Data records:

--- START ---

//! Error types for bunch submission, polling and execution.
//!
//! Provides [`BunchError`], the single error enum returned by every public
//! operation of the crate, and the [`Result`] alias built on it.

use thiserror::Error;

use crate::handle::GroupHandle;

/// Convenience alias used throughout the crate.
pub type Result<T, E = BunchError> = std::result::Result<T, E>;

/// Errors that can occur while submitting, polling or executing bunches.
///
/// Admission errors (`OversizedGroup`, `UseSingleUnitPath`,
/// `CapacityExceeded`) and `UnknownHandle` are reported synchronously by the
/// call that triggered them. Failures inside a background worker never
/// unwind into the caller; they surface later as [`BunchError::GroupFailed`].
///
/// # Examples
///
/// ```
/// use taskbunch::BunchError;
///
/// let err = BunchError::CapacityExceeded { active: 4, max: 4 };
/// assert!(err.is_retryable());
/// assert!(err.to_string().contains("4 of 4"));
/// ```
#[derive(Error, Debug, Clone, PartialEq, Eq)]
pub enum BunchError {
    /// The submitted batch is larger than the maximum group size.
    #[error("bunch of {size} tasks exceeds the maximum bunch size of {max}")]
    OversizedGroup {
        /// Number of submitted items.
        size: usize,
        /// Configured maximum.
        max: usize,
    },

    /// The submitted batch is smaller than the minimum group size.
    #[error("bunch of {size} tasks is below the minimum of {min}; use the single task path")]
    UseSingleUnitPath {
        /// Number of submitted items.
        size: usize,
        /// Configured minimum.
        min: usize,
    },

    /// The registry already holds the maximum number of groups.
    #[error("parallel bunch limit reached: {active} of {max} groups registered")]
    CapacityExceeded {
        /// Groups registered when the submit was rejected.
        active: usize,
        /// Configured capacity.
        max: usize,
    },

    /// No group is registered under the handle.
    #[error("no such bunch: {handle}")]
    UnknownHandle {
        /// The handle that was looked up.
        handle: GroupHandle,
    },

    /// A unit's result cell was written twice.
    #[error("task {index} was computed more than once")]
    DoubleCompute {
        /// Index of the unit within its group.
        index: usize,
    },

    /// The group's worker failed; its remaining units will never be ready.
    #[error("bunch {handle} failed: {reason}")]
    GroupFailed {
        /// The failed group.
        handle: GroupHandle,
        /// What went wrong in the worker.
        reason: String,
    },

    /// The group was cancelled before all units were computed.
    #[error("bunch {handle} was cancelled")]
    GroupCancelled {
        /// The cancelled group.
        handle: GroupHandle,
    },

    /// Polling made no progress within the retry budget.
    #[error("bunch {handle} produced no results after {attempts} polls")]
    Stalled {
        /// The group being collected.
        handle: GroupHandle,
        /// Consecutive empty polls.
        attempts: u32,
    },

    /// The solver rejected its input.
    #[error("solve failed: {reason}")]
    Solve {
        /// Solver-provided description.
        reason: String,
    },

    /// A background computation was lost (panicked or aborted).
    #[error("worker lost: {reason}")]
    WorkerLost {
        /// Panic message or join error.
        reason: String,
    },

    /// `submit` was called outside a Tokio runtime, so no worker can run.
    #[error("no Tokio runtime available to run bunch workers")]
    NoRuntime,

    /// Every handle value of this registry has been used.
    #[error("bunch handles exhausted")]
    HandlesExhausted,

    /// Configuration values are inconsistent or unparsable.
    #[error("invalid configuration: {reason}")]
    InvalidConfig {
        /// What is wrong with the configuration.
        reason: String,
    },

    /// A line of task input could not be parsed.
    #[error("invalid input on line {line}: {reason}")]
    InvalidInput {
        /// 1-based line number.
        line: usize,
        /// Why the line was rejected.
        reason: String,
    },

    /// A retried operation kept failing.
    #[error("gave up after {attempts} attempts: {last}")]
    RetriesExhausted {
        /// Number of attempts made.
        attempts: u32,
        /// The error returned by the final attempt.
        last: Box<BunchError>,
    },
}

impl BunchError {
    /// Returns `true` if the same call may succeed later without changes.
    ///
    /// Only capacity rejections are transient: every other kind either
    /// needs a different input or reports a terminal condition.
    pub fn is_retryable(&self) -> bool {
        matches!(self, Self::CapacityExceeded { .. })
    }

    /// Returns `true` for admission rejections raised by `submit`.
    pub fn is_admission(&self) -> bool {
        matches!(
            self,
            Self::OversizedGroup { .. }
                | Self::UseSingleUnitPath { .. }
                | Self::CapacityExceeded { .. }
        )
    }

    pub(crate) fn invalid_config(reason: impl Into<String>) -> Self {
        Self::InvalidConfig {
            reason: reason.into(),
        }
    }

    pub(crate) fn solve(reason: impl Into<String>) -> Self {
        Self::Solve {
            reason: reason.into(),
        }
    }
}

--- END ---

→ **Problem statement**: Go through the entries and return each line where the word "crate" occurs.

→ **Answer section**:
//! operation of the crate, and the [`Result`] alias built on it.
use crate::handle::GroupHandle;
/// Convenience alias used throughout the crate.
    pub(crate) fn invalid_config(reason: impl Into<String>) -> Self {
    pub(crate) fn solve(reason: impl Into<String>) -> Self {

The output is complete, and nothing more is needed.